I find breakpad does not handle sigsegv sometimes. and i wrote a simple example to reproduce it:

#include <vector>
#include <breakpad/client/linux/handler/exception_handler.h>

int InitBreakpad()
{
    char core_file_folder[] = "/tmp/cores/";
    google_breakpad::MinidumpDescriptor descriptor(core_file_folder);
    auto exception_handler_ =
        new google_breakpad::ExceptionHandler(descriptor,
        nullptr,
        nullptr,
        nullptr,
        true,
        -1);
}
int main()
{
     InitBreakpad();

     // int* ptr = nullptr;
     // *ptr = 1;
     std::vector<int> sum;
     sum.push_back(1);
     auto it = sum.begin();
     sum.erase(it);
     sum.erase(it);

     return 0;
}

and gcc is 4.8.5 and my comiple cmd is

g++ test_breakpad.cpp -I./include -I./include/breakpad -L./lib -lbreakpad -lbreakpad_client -std=c++11 -lpthread

run a.out, get "Segmentation fault" but no minidump is generated.

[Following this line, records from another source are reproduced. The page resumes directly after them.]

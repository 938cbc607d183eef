//! Bootstrap and teardown errors.

use std::fmt;
use std::io;
use std::path::PathBuf;

use thiserror::Error;

use crate::process::ProcessError;
use crate::storage::StorageError;

use super::collaborators::RenderError;
use super::sequencer::InstanceState;

/// Errors raised by init, teardown, and reinit.
///
/// Each init stage has its own variant so callers can tell how far the
/// sequence got. Nothing is rolled back.
#[derive(Debug, Error)]
pub enum BootstrapError {
    #[error("failed to provision directories: {0}")]
    Provision(#[source] StorageError),
    #[error("failed rendering '{}': {source}", template.display())]
    RenderConfig {
        template: PathBuf,
        #[source]
        source: RenderError,
    },
    #[error("failed creating '{}': {source}", path.display())]
    WriteConfig {
        path: PathBuf,
        #[source]
        source: io::Error,
    },
    #[error("failed unpacking '{}': {source}", archive.display())]
    ExtractSeed {
        archive: PathBuf,
        #[source]
        source: ProcessError,
    },
    #[error("failed starting, check '{}': {source}", error_log.display())]
    Start {
        error_log: PathBuf,
        #[source]
        source: ProcessError,
    },
    #[error("failed reading schema '{}': {source}", path.display())]
    ReadSchema {
        path: PathBuf,
        #[source]
        source: io::Error,
    },
    #[error("failed applying baseline schema: {0}")]
    ApplySchema(#[source] ProcessError),
    /// Shutdown failed during a non-forced teardown. The filesystem was not
    /// touched.
    #[error("failed mysqld shutdown: {0}")]
    Shutdown(#[source] ProcessError),
    /// A forced teardown, or the removal step, met failures. Every step was
    /// still attempted.
    #[error(transparent)]
    Teardown(TeardownFailures),
}

impl BootstrapError {
    /// The init stage that was being entered when the error happened.
    pub fn failed_stage(&self) -> Option<InstanceState> {
        match self {
            Self::Provision(_) => Some(InstanceState::DirectoriesReady),
            Self::RenderConfig { .. } | Self::WriteConfig { .. } => {
                Some(InstanceState::ConfigWritten)
            }
            Self::ExtractSeed { .. } => Some(InstanceState::SeedUnpacked),
            Self::Start { .. } => Some(InstanceState::Running),
            Self::ReadSchema { .. } | Self::ApplySchema(_) => Some(InstanceState::SchemaLoaded),
            Self::Shutdown(_) | Self::Teardown(_) => None,
        }
    }

    /// Returns true when the failure is a poll deadline.
    pub fn is_timeout(&self) -> bool {
        match self {
            Self::Start { source, .. } | Self::Shutdown(source) => source.is_timeout(),
            _ => false,
        }
    }
}

/// One failed teardown step.
#[derive(Debug, Error)]
pub enum TeardownFailure {
    #[error("shutdown: {0}")]
    Shutdown(#[source] ProcessError),
    #[error("removal: {0}")]
    Removal(#[source] StorageError),
}

/// Failures met during a teardown, in the order they happened.
#[derive(Debug, Default)]
pub struct TeardownFailures(Vec<TeardownFailure>);

impl TeardownFailures {
    pub fn new(failures: Vec<TeardownFailure>) -> Self {
        Self(failures)
    }

    /// The most recent failure.
    pub fn last(&self) -> Option<&TeardownFailure> {
        self.0.last()
    }

    pub fn len(&self) -> usize {
        self.0.len()
    }

    pub fn is_empty(&self) -> bool {
        self.0.is_empty()
    }

    pub fn iter(&self) -> impl Iterator<Item = &TeardownFailure> {
        self.0.iter()
    }
}

impl fmt::Display for TeardownFailures {
    fn fmt(&self, f: &mut fmt::Formatter<'_>) -> fmt::Result {
        match self.0.last() {
            Some(last) => write!(
                f,
                "teardown finished with {} failure(s), last: {last}",
                self.0.len()
            ),
            None => write!(f, "teardown finished without failures"),
        }
    }
}

impl std::error::Error for TeardownFailures {
    fn source(&self) -> Option<&(dyn std::error::Error + 'static)> {
        self.0
            .last()
            .map(|failure| failure as &(dyn std::error::Error + 'static))
    }
}
//! Configuration loading helpers for the CLI.
//!
//! Leading configuration flags go to `ortho_config`; everything from the
//! first other token on goes to the command parser.

use std::ffi::{OsStr, OsString};

use mysqlctl_config::{Config, OrthoConfig as _};

use crate::AppError;

pub(crate) trait ConfigLoader {
    /// Loads configuration for the CLI.
    ///
    /// # Flag Ordering
    ///
    /// Configuration flags (listed in `CONFIG_CLI_FLAGS`) must appear before
    /// the command. Later occurrences are parsed as command arguments and
    /// rejected.
    fn load(&self, args: &[OsString]) -> Result<Config, AppError>;
}

pub(crate) struct OrthoConfigLoader;

#[derive(Debug, Clone, Copy)]
enum FlagAction {
    Include { needs_value: bool },
    Skip,
}

impl ConfigLoader for OrthoConfigLoader {
    fn load(&self, args: &[OsString]) -> Result<Config, AppError> {
        let config =
            Config::load_from_iter(args.iter().cloned()).map_err(AppError::LoadConfiguration)?;
        config.validate().map_err(AppError::InvalidConfiguration)?;
        Ok(config)
    }
}

impl OrthoConfigLoader {
    fn process_config_flag(argument: &OsStr) -> FlagAction {
        let argument_text = argument.to_string_lossy();
        if !argument_text.starts_with("--") {
            return FlagAction::Skip;
        }

        let (flag, has_inline_value) = match argument_text.split_once('=') {
            Some((flag, _)) => (flag, true),
            None => (&*argument_text, false),
        };

        if super::CONFIG_CLI_FLAGS.contains(&flag) {
            return FlagAction::Include {
                needs_value: !has_inline_value,
            };
        }

        FlagAction::Skip
    }
}

pub(crate) struct ConfigArgumentSplit {
    pub(crate) config_arguments: Vec<OsString>,
    pub(crate) command_start: usize,
}

pub(crate) fn split_config_arguments(args: &[OsString]) -> ConfigArgumentSplit {
    let Some(program) = args.first() else {
        return ConfigArgumentSplit {
            config_arguments: Vec::new(),
            command_start: 0,
        };
    };

    let mut filtered: Vec<OsString> = vec![program.clone()];
    let mut command_start = 1usize;
    let mut pending_value = false;

    for argument in &args[1..] {
        if pending_value {
            filtered.push(argument.clone());
            pending_value = false;
            command_start += 1;
            continue;
        }

        match OrthoConfigLoader::process_config_flag(argument.as_os_str()) {
            FlagAction::Include { needs_value } => {
                filtered.push(argument.clone());
                command_start += 1;
                pending_value = needs_value;
            }
            FlagAction::Skip => break,
        }
    }

    ConfigArgumentSplit {
        config_arguments: filtered,
        command_start,
    }
}

/// Arguments for the command parser: the program name followed by
/// everything after the configuration flags.
pub(crate) fn command_arguments(args: &[OsString], split: &ConfigArgumentSplit) -> Vec<OsString> {
    args.first()
        .into_iter()
        .chain(args.get(split.command_start..).unwrap_or_default())
        .cloned()
        .collect()
}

if i uncomment nullptr write, breakpad works!

what should i do to correct it?

GDB debug output:

(gdb) b google_breakpad::ExceptionHandler::~ExceptionHandler()
Breakpoint 2 at 0x402ed0: file src/client/linux/handler/exception_handler.cc, line 264.
(gdb) c
The program is not being run.
(gdb) r
Starting program: /home/zen/tmp/a.out
[Thread debugging using libthread_db enabled]
Using host libthread_db library "/lib64/libthread_db.so.1".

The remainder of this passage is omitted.